Die Tür zum Wohnhaus wurde geöffnet. Frau Merk erschien. Sie hatte noch immer ihre Kittelschürze an und wirkte müde.
«Brauchen Sie mich noch, Frau Ross?», fragte sie höflich. «Aber nein, Frau Merk. Gehen Sie zu Bett.
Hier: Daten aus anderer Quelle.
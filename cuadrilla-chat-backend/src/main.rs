use anyhow::{Context, Result};
use axum::{extract::State, http::StatusCode, response::IntoResponse, response::Json, routing::get, Router};
use chrono::Utc;
use serde_json::{json, Value};
use std::env;
use std::path::{Path, PathBuf};
use std::sync::Arc;
use std::time::Duration;
use tracing::{error, info, warn};

use cuadrilla_core::agenda::{AgendaEngine, DayAgenda, DATE_FORMAT};
use cuadrilla_core::app::{Collaborators, Services, Stores};
use cuadrilla_core::clock::SystemClock;
use cuadrilla_core::config::Settings;
use cuadrilla_core::pipeline::Dispatcher;
use cuadrilla_core::platform::{Assistant, IntroductionJudge, NotificationChannel, TopicSource};
use cuadrilla_core::scheduler::Scheduler;

mod llm_client;
mod protocol;
mod telegram;

use llm_client::mock::{MockAssistant, MockJudge, MockTopics};
use llm_client::{OpenRouterClient, OpenRouterConfig, ToolAssistant};
use protocol::Update;
use telegram::TelegramClient;

/// Pause after a failed `getUpdates` before polling again.
const POLL_BACKOFF: Duration = Duration::from_secs(5);

/// Places a `.env` may live, most specific first: an explicit
/// `DOTENV_PATH`, the working directory, then the workspace root.
fn dotenv_candidates(explicit: Option<PathBuf>, cwd: Option<PathBuf>) -> Vec<PathBuf> {
    let workspace = Path::new(env!("CARGO_MANIFEST_DIR")).parent().map(|root| root.join(".env"));
    let mut candidates: Vec<PathBuf> = Vec::new();
    for path in [explicit, cwd.map(|dir| dir.join(".env")), workspace].into_iter().flatten() {
        if !candidates.contains(&path) {
            candidates.push(path);
        }
    }
    candidates
}

/// Loads the first readable `.env`. Variables already set in the process win.
fn load_dotenv() -> Option<PathBuf> {
    let explicit = env::var_os("DOTENV_PATH").map(PathBuf::from);
    let candidates = dotenv_candidates(explicit, env::current_dir().ok());
    candidates.into_iter().filter(|path| path.is_file()).find(|path| match dotenvy::from_path(path) {
        Ok(()) => true,
        Err(e) => {
            warn!(path = %path.display(), error = %e, "Skipping unreadable .env");
            false
        }
    })
}

/// Language model collaborators, chosen by `LLM_PROVIDER`.
struct LanguageModel {
    provider: String,
    judge: Arc<dyn IntroductionJudge>,
    topics: Arc<dyn TopicSource>,
    openrouter: Option<Arc<OpenRouterClient>>,
}

fn language_model() -> Result<LanguageModel> {
    let mut llm_provider = env::var("LLM_PROVIDER")
        .unwrap_or_else(|_| "mock".to_string())
        .to_lowercase();

    // If openrouter is requested but the key is missing, fall back to mock.
    let openrouter_api_key = if llm_provider == "openrouter" {
        match env::var("OPENROUTER_API_KEY") {
            Ok(key) if !key.trim().is_empty() => key,
            _ => {
                warn!(
                    "LLM_PROVIDER is set to 'openrouter' but OPENROUTER_API_KEY is not set or is empty. \
                     Falling back to 'mock' provider."
                );
                llm_provider = "mock".to_string();
                String::new()
            }
        }
    } else {
        String::new()
    };

    if llm_provider != "openrouter" {
        info!("LLM provider set to mock; OpenRouter client not required");
        return Ok(LanguageModel {
            provider: llm_provider,
            judge: Arc::new(MockJudge),
            topics: Arc::new(MockTopics::default()),
            openrouter: None,
        });
    }

    let config = OpenRouterConfig {
        api_key: openrouter_api_key,
        model: env::var("OPENROUTER_MODEL").unwrap_or_else(|_| "google/gemini-2.0-flash-exp".to_string()),
        url: env::var("OPENROUTER_URL")
            .unwrap_or_else(|_| "https://openrouter.ai/api/v1/chat/completions".to_string()),
    };
    info!(openrouter_url = %config.url, openrouter_model = %config.model, "OpenRouter LLM client configured");

    let client = Arc::new(OpenRouterClient::new(config).context("failed to build OpenRouter HTTP client")?);
    Ok(LanguageModel {
        provider: llm_provider,
        judge: client.clone(),
        topics: client.clone(),
        openrouter: Some(client),
    })
}

#[tokio::main]
async fn main() -> Result<()> {
    tracing_subscriber::fmt()
        .with_env_filter(
            tracing_subscriber::EnvFilter::try_from_default_env()
                .unwrap_or_else(|_| "cuadrilla_chat_backend=info,cuadrilla_core=info,axum=info".into()),
        )
        .init();

    match load_dotenv() {
        Some(path) => info!(path = %path.display(), "Loaded .env"),
        None => info!("No .env loaded; using the process environment"),
    }

    let settings = Settings::from_env();
    let token = env::var("TELEGRAM_TOKEN").context("TELEGRAM_TOKEN must be set")?;
    let api_url = env::var("TELEGRAM_API_URL").unwrap_or_else(|_| "https://api.telegram.org".to_string());
    let bind_addr = env::var("CUADRILLA_HTTP_BIND").unwrap_or_else(|_| "127.0.0.1:8080".to_string());

    let telegram = Arc::new(TelegramClient::new(&api_url, &token).context("failed to build Telegram HTTP client")?);
    let model = language_model()?;

    info!(
        data_dir = %settings.data_dir.display(),
        group_chat_id = settings.group_chat_id,
        llm_provider = %model.provider,
        http_bind = %bind_addr,
        "Initializing Cuadrilla backend"
    );

    let collaborators = Collaborators {
        notifier: telegram.clone(),
        membership: telegram.clone(),
        judge: model.judge.clone(),
        topics: model.topics.clone(),
    };
    let stores = Stores::json(&settings);
    let services = Services::open(settings, Arc::new(SystemClock), collaborators, stores).await;

    let assistant: Arc<dyn Assistant> = match &model.openrouter {
        Some(client) => Arc::new(ToolAssistant::new(client.clone(), services.tools.clone())),
        None => Arc::new(MockAssistant::new(services.tools.clone())),
    };
    let dispatcher = Arc::new(services.dispatcher(assistant));

    let scheduler = Scheduler::new();
    services
        .start_background_jobs(&scheduler)
        .await
        .context("failed to register daily jobs")?;

    let poller = tokio::spawn(poll_updates(telegram.clone(), dispatcher));

    let app = Router::new()
        .route("/api/health", get(health_check))
        .route("/api/agenda", get(agenda_window))
        .with_state(services.agenda.clone());

    let listener = tokio::net::TcpListener::bind(&bind_addr).await?;
    info!(addr = %bind_addr, "Cuadrilla HTTP surface listening");

    axum::serve(listener, app.into_make_service())
        .with_graceful_shutdown(shutdown_signal())
        .await?;

    poller.abort();
    services.shutdown(&scheduler);
    info!("Cuadrilla backend stopped");
    Ok(())
}

async fn shutdown_signal() {
    if let Err(e) = tokio::signal::ctrl_c().await {
        error!(error = %e, "Failed to listen for Ctrl-C; running until killed");
        std::future::pending::<()>().await;
    }
    info!("Shutdown requested");
}

// --- Telegram long polling ---

async fn poll_updates(telegram: Arc<TelegramClient>, dispatcher: Arc<Dispatcher>) {
    let mut offset = 0i64;
    loop {
        let updates = match telegram.get_updates(offset).await {
            Ok(updates) => updates,
            Err(e) => {
                warn!(error = %e, "getUpdates failed; retrying");
                tokio::time::sleep(POLL_BACKOFF).await;
                continue;
            }
        };

        for update in updates {
            offset = offset.max(update.update_id + 1);
            // Assistant answers can take a while; one slow update must not
            // hold up the rest.
            tokio::spawn(handle_update(telegram.clone(), dispatcher.clone(), update));
        }
    }
}

async fn handle_update(telegram: Arc<TelegramClient>, dispatcher: Arc<Dispatcher>, update: Update) {
    if let Some(callback_id) = update.callback_id() {
        if let Err(e) = telegram.answer_callback_query(callback_id).await {
            warn!(update_id = update.update_id, error = %e, "answerCallbackQuery failed");
        }
    }

    for intent in update.intents() {
        for reply in dispatcher.dispatch(intent).await {
            if let Err(e) = telegram
                .send_message(reply.chat_id, &reply.text, reply.keyboard.as_ref())
                .await
            {
                error!(chat_id = reply.chat_id, error = %e, "Failed to deliver reply");
            }
        }
    }
}

// --- HTTP surface ---

async fn health_check() -> impl IntoResponse {
    (
        StatusCode::OK,
        Json(json!({
            "status": "ok",
            "service": "cuadrilla-chat-backend",
            "time": Utc::now().to_rfc3339(),
        })),
    )
}

async fn agenda_window(State(agenda): State<Arc<AgendaEngine>>) -> Json<Value> {
    let days = agenda.list_active_events(None, None).await;
    Json(agenda_json(&days))
}

fn agenda_json(days: &[DayAgenda]) -> Value {
    let days: Vec<Value> = days
        .iter()
        .map(|day| {
            let events: Vec<Value> = day
                .events
                .iter()
                .map(|(index, e)| {
                    json!({
                        "index": index,
                        "time": e.time,
                        "title": e.title,
                        "creator_id": e.creator_id,
                        "attendees": e.attendees,
                    })
                })
                .collect();
            json!({ "date": day.date.format(DATE_FORMAT).to_string(), "events": events })
        })
        .collect();
    json!({ "days": days })
}

#[cfg(test)]
mod tests {
    use super::*;
    use chrono::NaiveDate;
    use cuadrilla_core::agenda::Event;
    use cuadrilla_core::MemberRef;

    #[test]
    fn agenda_json_keeps_stable_indices() {
        let date = NaiveDate::from_ymd_opt(2025, 12, 24).unwrap();
        let event = Event {
            time: "20:00".to_string(),
            title: "Cena".to_string(),
            attendees: vec![MemberRef::new(2, "Luis")],
            creator_id: 1,
            active: true,
        };
        let json = agenda_json(&[DayAgenda {
            date,
            events: vec![(1, event)],
        }]);
        assert_eq!(json["days"][0]["date"], "2025-12-24");
        assert_eq!(json["days"][0]["events"][0]["index"], 1);
        assert_eq!(json["days"][0]["events"][0]["attendees"][0]["display_name"], "Luis");
    }

    #[test]
    fn dotenv_candidates_prefer_explicit_path_and_skip_duplicates() {
        let root = Path::new(env!("CARGO_MANIFEST_DIR")).parent().unwrap().to_path_buf();
        let candidates = dotenv_candidates(Some(PathBuf::from("/etc/cuadrilla.env")), Some(root.clone()));
        assert_eq!(candidates, vec![PathBuf::from("/etc/cuadrilla.env"), root.join(".env")]);

        let fallback = dotenv_candidates(None, None);
        assert_eq!(fallback, vec![root.join(".env")]);
    }
}
impl VerificationMachine {
    pub fn new(
        ledger: Arc<EngagementLedger>,
        notifier: Arc<dyn NotificationChannel>,
        membership: Arc<dyn MembershipControl>,
        judge: Arc<dyn IntroductionJudge>,
        config: VerificationConfig,
    ) -> Arc<Self> {
        Arc::new(Self {
            ledger,
            notifier,
            membership,
            judge,
            timers: TimerRegistry::new(),
            config,
        })
    }

    pub fn config(&self) -> &VerificationConfig {
        &self.config
    }

    pub fn has_pending_timer(&self, member_id: MemberId) -> bool {
        self.timers.is_pending(&member_id)
    }

    pub async fn on_member_joined(self: &Arc<Self>, member: &MemberRef) -> CoreResult<()> {
        self.ledger.enroll_pending(member).await?;
        self.arm_warning(member.clone(), self.config.warn_after);
        info!(member_id = member.id, warn_after_secs = self.config.warn_after.as_secs(), "Verification started");
        Ok(())
    }

    /// Re-arms timers for members caught mid-flow by a restart. Each gets a
    /// full window again.
    pub async fn resume(self: &Arc<Self>) -> usize {
        let pending = self.ledger.members_with_status(VerificationStatus::Pending).await;
        let mut warned = self.ledger.members_with_status(VerificationStatus::Warned).await;
        warned.extend(self.ledger.members_with_status(VerificationStatus::Removing).await);
        let resumed = pending.len() + warned.len();
        for member in pending {
            self.arm_warning(member, self.config.warn_after);
        }
        for member in warned {
            self.arm_eviction(member, self.config.evict_after_warning);
        }
        if resumed > 0 {
            info!(count = resumed, "Verification timers resumed");
        }
        resumed
    }

    /// Runs the gate for a message from `member`.
    pub async fn screen_message(&self, member: &MemberRef, text: &str) -> CoreResult<Gate> {
        let status = self.ledger.get_status(member.id).await;
        if !status.needs_introduction() {
            return Ok(Gate::Open);
        }
        if status == VerificationStatus::Removing {
            debug!(member_id = member.id, "Message arrived after eviction started");
            return Ok(Gate::AwaitingIntroduction);
        }

        let acceptable = match self.judge.is_acceptable_introduction(member, text).await {
            Ok(verdict) => verdict,
            Err(e) => {
                let fallback = text.split_whitespace().count() >= FALLBACK_MIN_WORDS;
                warn!(member_id = member.id, error = %e, accepted = fallback, "Introduction judge unavailable; using word count");
                fallback
            }
        };

        if !acceptable {
            debug!(member_id = member.id, "Message did not qualify as introduction");
            return Ok(Gate::AwaitingIntroduction);
        }

        if self.confirm(member.id).await? {
            Ok(Gate::JustVerified)
        } else {
            Ok(Gate::AwaitingIntroduction)
        }
    }

    /// Marks the member verified, then drops any outstanding timer. Timers
    /// stay armed if the status cannot be written. Returns false when the
    /// member was no longer awaiting an introduction.
    pub async fn confirm(&self, member_id: MemberId) -> CoreResult<bool> {
        if !self.ledger.complete_introduction(member_id).await? {
            debug!(member_id = member_id, "Nothing to confirm");
            return Ok(false);
        }
        let cancelled = self.timers.cancel(&member_id);
        info!(member_id = member_id, timer_cancelled = cancelled, "Member verified");
        Ok(true)
    }

    fn arm_warning(self: &Arc<Self>, member: MemberRef, delay: Duration) -> u64 {
        let machine = Arc::clone(self);
        self.timers.schedule(member.id, delay, move || async move {
            machine.warning_due(member).await;
        })
    }

    fn arm_eviction(self: &Arc<Self>, member: MemberRef, delay: Duration) -> u64 {
        let machine = Arc::clone(self);
        self.timers.schedule(member.id, delay, move || async move {
            machine.eviction_due(member).await;
        })
    }

    async fn warning_due(self: Arc<Self>, member: MemberRef) {
        match self
            .ledger
            .transition_status(member.id, VerificationStatus::Pending, VerificationStatus::Warned)
            .await
        {
            Ok(true) => {}
            Ok(false) => {
                debug!(member_id = member.id, "Warning timer found member no longer pending");
                return;
            }
            Err(e) => {
                error!(member_id = member.id, error = %e, "Could not record warning; retrying later");
                self.arm_warning(member, self.config.evict_after_warning);
                return;
            }
        }

        let minutes = self.config.evict_after_warning.as_secs().div_ceil(60);
        let text = format!(
            "{}, we haven't heard from you yet! Please introduce yourself in the next {minutes} minutes or you'll be removed from the group.",
            member.mention()
        );
        if let Err(e) = self.notifier.send_message(self.config.group_id, &text, None).await {
            warn!(member_id = member.id, error = %e, "Failed to deliver introduction warning");
        }
        info!(member_id = member.id, "Member warned");

        // A confirm that persisted before this check either cancelled the
        // new timer already or is seen here.
        let member_id = member.id;
        let generation = self.arm_eviction(member, self.config.evict_after_warning);
        if self.ledger.get_status(member_id).await != VerificationStatus::Warned
            && self.timers.cancel_generation(&member_id, generation)
        {
            debug!(member_id = member_id, "Member verified while being warned; eviction not armed");
        }
    }

    async fn eviction_due(self: Arc<Self>, member: MemberRef) {
        // A Removing status means an earlier attempt got partway.
        let claimed = match self.ledger.get_status(member.id).await {
            VerificationStatus::Removing => Ok(true),
            _ => {
                self.ledger
                    .transition_status(member.id, VerificationStatus::Warned, VerificationStatus::Removing)
                    .await
            }
        };
        match claimed {
            Ok(true) => {}
            Ok(false) => {
                debug!(member_id = member.id, "Eviction timer found member no longer warned");
                return;
            }
            Err(e) => {
                error!(member_id = member.id, error = %e, "Could not start eviction; retrying later");
                self.arm_eviction(member, self.config.evict_after_warning);
                return;
            }
        }

        let group = self.config.group_id;
        if let Err(e) = self.membership.remove_member(group, member.id).await {
            error!(member_id = member.id, error = %e, "Failed to remove unverified member; retrying later");
            // Back to warned so an introduction in the meantime still counts.
            if let Err(e) = self
                .ledger
                .transition_status(member.id, VerificationStatus::Removing, VerificationStatus::Warned)
                .await
            {
                error!(member_id = member.id, error = %e, "Could not reopen introduction window");
            }
            self.arm_eviction(member, self.config.evict_after_warning);
            return;
        }
        if let Err(e) = self.membership.unban_member(group, member.id).await {
            warn!(member_id = member.id, error = %e, "Failed to lift ban after removal");
        }
        if let Err(e) = self
            .ledger
            .evict_if_status(member.id, VerificationStatus::Removing)
            .await
        {
            error!(member_id = member.id, error = %e, "Member removed but record not deleted");
        }

        let text = format!(
            "{} was removed for not introducing themselves. They can rejoin any time.",
            member.display_name
        );
        if let Err(e) = self.notifier.send_message(group, &text, None).await {
            warn!(member_id = member.id, error = %e, "Failed to announce eviction");
        }
        info!(member_id = member.id, "Unverified member evicted");
    }

    pub fn shutdown(&self) {
        self.timers.cancel_all();
    }
}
Schlafen die Mädchen?»
Frau Merk bejahte die Frage.
«Dann gute Nacht auch für Sie!»
Die Haushälterin nickte Ruth zu und lächelte Sybille dankbar an. Nie würde sie vergessen, was die Frau des Doktors für sie getan hatte. In der größten Krise ihres Lebens hatte Sybille sie zu sich geholt, ihr diese Arbeit gegeben und damit ein neues Zuhause, auch wenn es nur ein Zimmer im Keller war.
«Frühstück wie immer?»
«Frühstück wie immer!» Sybille winkte Frau Merk nach. Die Tür wurde geschlossen, Ruth und sie waren wieder allein.
«Was machst du eigentlich Silvester?» Sybille erhob sich von dem Drehstuhl. Sie trug einen Kaschmirpullover über ihren Jeans, ihre Füße waren nackt. Sie liebte es, den Boden zu spüren und ihr war nie kalt.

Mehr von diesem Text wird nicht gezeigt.